→ **GOAL OF THE EXERCISE**
Reproduce each record exactly, leaving out no line.
══════
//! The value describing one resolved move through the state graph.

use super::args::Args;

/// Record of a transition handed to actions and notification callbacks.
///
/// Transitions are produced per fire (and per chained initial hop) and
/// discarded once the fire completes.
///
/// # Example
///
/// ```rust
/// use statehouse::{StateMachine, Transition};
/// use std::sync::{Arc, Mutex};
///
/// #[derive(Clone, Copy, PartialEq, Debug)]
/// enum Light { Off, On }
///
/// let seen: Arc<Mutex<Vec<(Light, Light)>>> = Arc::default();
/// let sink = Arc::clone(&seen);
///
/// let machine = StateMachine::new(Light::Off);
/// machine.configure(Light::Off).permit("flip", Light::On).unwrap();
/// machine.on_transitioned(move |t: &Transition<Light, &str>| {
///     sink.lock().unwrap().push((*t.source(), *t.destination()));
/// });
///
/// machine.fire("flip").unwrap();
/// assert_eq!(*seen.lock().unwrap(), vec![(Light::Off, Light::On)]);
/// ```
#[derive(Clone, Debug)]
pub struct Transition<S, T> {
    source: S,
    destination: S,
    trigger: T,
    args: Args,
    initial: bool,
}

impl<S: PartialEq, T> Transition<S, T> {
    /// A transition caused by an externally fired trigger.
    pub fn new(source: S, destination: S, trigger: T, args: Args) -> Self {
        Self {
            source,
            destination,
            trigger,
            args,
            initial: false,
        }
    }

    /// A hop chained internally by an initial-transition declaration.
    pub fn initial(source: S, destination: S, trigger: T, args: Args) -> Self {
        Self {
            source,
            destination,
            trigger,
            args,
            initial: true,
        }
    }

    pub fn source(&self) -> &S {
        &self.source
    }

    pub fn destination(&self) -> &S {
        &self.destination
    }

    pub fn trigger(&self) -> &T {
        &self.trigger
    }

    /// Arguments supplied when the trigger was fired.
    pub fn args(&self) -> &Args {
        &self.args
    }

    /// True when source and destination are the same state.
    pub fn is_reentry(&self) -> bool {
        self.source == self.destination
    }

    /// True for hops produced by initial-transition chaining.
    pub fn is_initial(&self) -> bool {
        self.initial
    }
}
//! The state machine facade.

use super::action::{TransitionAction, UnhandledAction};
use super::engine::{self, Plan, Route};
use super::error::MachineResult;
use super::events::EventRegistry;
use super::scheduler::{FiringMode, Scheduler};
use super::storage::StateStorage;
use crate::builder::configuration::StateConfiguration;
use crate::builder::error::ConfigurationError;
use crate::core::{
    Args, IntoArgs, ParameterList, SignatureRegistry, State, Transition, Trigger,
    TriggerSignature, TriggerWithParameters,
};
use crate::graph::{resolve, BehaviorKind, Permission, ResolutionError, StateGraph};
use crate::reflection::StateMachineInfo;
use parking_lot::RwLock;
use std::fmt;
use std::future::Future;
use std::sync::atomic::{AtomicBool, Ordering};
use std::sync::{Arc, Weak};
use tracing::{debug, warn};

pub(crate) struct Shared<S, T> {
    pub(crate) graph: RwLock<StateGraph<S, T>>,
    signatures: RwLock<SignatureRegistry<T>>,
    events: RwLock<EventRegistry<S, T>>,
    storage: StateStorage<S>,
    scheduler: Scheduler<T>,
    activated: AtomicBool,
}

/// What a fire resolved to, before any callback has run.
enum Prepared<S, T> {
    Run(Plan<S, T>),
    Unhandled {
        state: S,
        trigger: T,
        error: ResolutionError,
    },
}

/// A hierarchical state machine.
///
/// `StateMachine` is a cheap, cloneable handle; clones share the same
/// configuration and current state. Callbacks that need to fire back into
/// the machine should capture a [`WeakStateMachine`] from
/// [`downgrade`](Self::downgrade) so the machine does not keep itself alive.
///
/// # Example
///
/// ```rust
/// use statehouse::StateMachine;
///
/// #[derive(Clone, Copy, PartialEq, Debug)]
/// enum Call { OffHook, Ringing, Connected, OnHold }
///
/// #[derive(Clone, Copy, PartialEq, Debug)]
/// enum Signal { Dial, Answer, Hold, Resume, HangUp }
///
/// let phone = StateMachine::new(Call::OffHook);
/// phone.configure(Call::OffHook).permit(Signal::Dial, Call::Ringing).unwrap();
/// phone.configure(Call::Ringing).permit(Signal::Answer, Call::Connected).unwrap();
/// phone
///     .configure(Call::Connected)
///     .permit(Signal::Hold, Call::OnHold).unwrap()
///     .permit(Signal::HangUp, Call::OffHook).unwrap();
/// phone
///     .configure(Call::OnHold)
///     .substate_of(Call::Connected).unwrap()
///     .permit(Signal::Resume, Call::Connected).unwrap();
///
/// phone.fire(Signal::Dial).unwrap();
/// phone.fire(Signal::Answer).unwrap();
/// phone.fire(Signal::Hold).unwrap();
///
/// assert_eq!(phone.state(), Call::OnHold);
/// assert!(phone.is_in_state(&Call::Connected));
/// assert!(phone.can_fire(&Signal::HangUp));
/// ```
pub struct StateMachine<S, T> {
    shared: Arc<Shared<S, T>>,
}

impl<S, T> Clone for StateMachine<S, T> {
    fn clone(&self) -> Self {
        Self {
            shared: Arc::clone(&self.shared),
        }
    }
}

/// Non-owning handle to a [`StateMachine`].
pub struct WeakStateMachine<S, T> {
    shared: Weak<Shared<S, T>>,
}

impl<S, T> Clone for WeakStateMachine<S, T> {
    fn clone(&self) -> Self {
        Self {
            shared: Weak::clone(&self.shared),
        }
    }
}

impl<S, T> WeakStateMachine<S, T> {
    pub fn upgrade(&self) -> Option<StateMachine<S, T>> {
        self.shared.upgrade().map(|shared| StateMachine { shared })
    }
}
══════
→ **SOLUTION FOR THIS TASK**
//! The value describing one resolved move through the state graph.

use super::args::Args;

/// Record of a transition handed to actions and notification callbacks.
///
/// Transitions are produced per fire (and per chained initial hop) and
/// discarded once the fire completes.
///
/// # Example
///
/// ```rust
/// use statehouse::{StateMachine, Transition};
/// use std::sync::{Arc, Mutex};
///
/// #[derive(Clone, Copy, PartialEq, Debug)]
/// enum Light { Off, On }
///
/// let seen: Arc<Mutex<Vec<(Light, Light)>>> = Arc::default();
/// let sink = Arc::clone(&seen);
///
/// let machine = StateMachine::new(Light::Off);
/// machine.configure(Light::Off).permit("flip", Light::On).unwrap();
/// machine.on_transitioned(move |t: &Transition<Light, &str>| {
///     sink.lock().unwrap().push((*t.source(), *t.destination()));
/// });
///
/// machine.fire("flip").unwrap();
/// assert_eq!(*seen.lock().unwrap(), vec![(Light::Off, Light::On)]);
/// ```
#[derive(Clone, Debug)]
pub struct Transition<S, T> {
    source: S,
    destination: S,
    trigger: T,
    args: Args,
    initial: bool,
}

impl<S: PartialEq, T> Transition<S, T> {
    /// A transition caused by an externally fired trigger.
    pub fn new(source: S, destination: S, trigger: T, args: Args) -> Self {
        Self {
            source,
            destination,
            trigger,
            args,
            initial: false,
        }
    }

    /// A hop chained internally by an initial-transition declaration.
    pub fn initial(source: S, destination: S, trigger: T, args: Args) -> Self {
        Self {
            source,
            destination,
            trigger,
            args,
            initial: true,
        }
    }

    pub fn source(&self) -> &S {
        &self.source
    }

    pub fn destination(&self) -> &S {
        &self.destination
    }

    pub fn trigger(&self) -> &T {
        &self.trigger
    }

    /// Arguments supplied when the trigger was fired.
    pub fn args(&self) -> &Args {
        &self.args
    }

    /// True when source and destination are the same state.
    pub fn is_reentry(&self) -> bool {
        self.source == self.destination
    }

    /// True for hops produced by initial-transition chaining.
    pub fn is_initial(&self) -> bool {
        self.initial
    }
}
//! The state machine facade.

use super::action::{TransitionAction, UnhandledAction};
use super::engine::{self, Plan, Route};
use super::error::MachineResult;
use super::events::EventRegistry;
use super::scheduler::{FiringMode, Scheduler};
use super::storage::StateStorage;
use crate::builder::configuration::StateConfiguration;
use crate::builder::error::ConfigurationError;
use crate::core::{
    Args, IntoArgs, ParameterList, SignatureRegistry, State, Transition, Trigger,
    TriggerSignature, TriggerWithParameters,
};
use crate::graph::{resolve, BehaviorKind, Permission, ResolutionError, StateGraph};
use crate::reflection::StateMachineInfo;
use parking_lot::RwLock;
use std::fmt;
use std::future::Future;
use std::sync::atomic::{AtomicBool, Ordering};
use std::sync::{Arc, Weak};
use tracing::{debug, warn};

pub(crate) struct Shared<S, T> {
    pub(crate) graph: RwLock<StateGraph<S, T>>,
    signatures: RwLock<SignatureRegistry<T>>,
    events: RwLock<EventRegistry<S, T>>,
    storage: StateStorage<S>,
    scheduler: Scheduler<T>,
    activated: AtomicBool,
}

/// What a fire resolved to, before any callback has run.
enum Prepared<S, T> {
    Run(Plan<S, T>),
    Unhandled {
        state: S,
        trigger: T,
        error: ResolutionError,
    },
}

/// A hierarchical state machine.
///
/// `StateMachine` is a cheap, cloneable handle; clones share the same
/// configuration and current state. Callbacks that need to fire back into
/// the machine should capture a [`WeakStateMachine`] from
/// [`downgrade`](Self::downgrade) so the machine does not keep itself alive.
///
/// # Example
///
/// ```rust
/// use statehouse::StateMachine;
///
/// #[derive(Clone, Copy, PartialEq, Debug)]
/// enum Call { OffHook, Ringing, Connected, OnHold }
///
/// #[derive(Clone, Copy, PartialEq, Debug)]
/// enum Signal { Dial, Answer, Hold, Resume, HangUp }
///
/// let phone = StateMachine::new(Call::OffHook);
/// phone.configure(Call::OffHook).permit(Signal::Dial, Call::Ringing).unwrap();
/// phone.configure(Call::Ringing).permit(Signal::Answer, Call::Connected).unwrap();
/// phone
///     .configure(Call::Connected)
///     .permit(Signal::Hold, Call::OnHold).unwrap()
///     .permit(Signal::HangUp, Call::OffHook).unwrap();
/// phone
///     .configure(Call::OnHold)
///     .substate_of(Call::Connected).unwrap()
///     .permit(Signal::Resume, Call::Connected).unwrap();
///
/// phone.fire(Signal::Dial).unwrap();
/// phone.fire(Signal::Answer).unwrap();
/// phone.fire(Signal::Hold).unwrap();
///
/// assert_eq!(phone.state(), Call::OnHold);
/// assert!(phone.is_in_state(&Call::Connected));
/// assert!(phone.can_fire(&Signal::HangUp));
/// ```
pub struct StateMachine<S, T> {
    shared: Arc<Shared<S, T>>,
}

impl<S, T> Clone for StateMachine<S, T> {
    fn clone(&self) -> Self {
        Self {
            shared: Arc::clone(&self.shared),
        }
    }
}

/// Non-owning handle to a [`StateMachine`].
pub struct WeakStateMachine<S, T> {
    shared: Weak<Shared<S, T>>,
}

impl<S, T> Clone for WeakStateMachine<S, T> {
    fn clone(&self) -> Self {
        Self {
            shared: Weak::clone(&self.shared),
        }
    }
}

impl<S, T> WeakStateMachine<S, T> {
    pub fn upgrade(&self) -> Option<StateMachine<S, T>> {
        self.shared.upgrade().map(|shared| StateMachine { shared })
    }
}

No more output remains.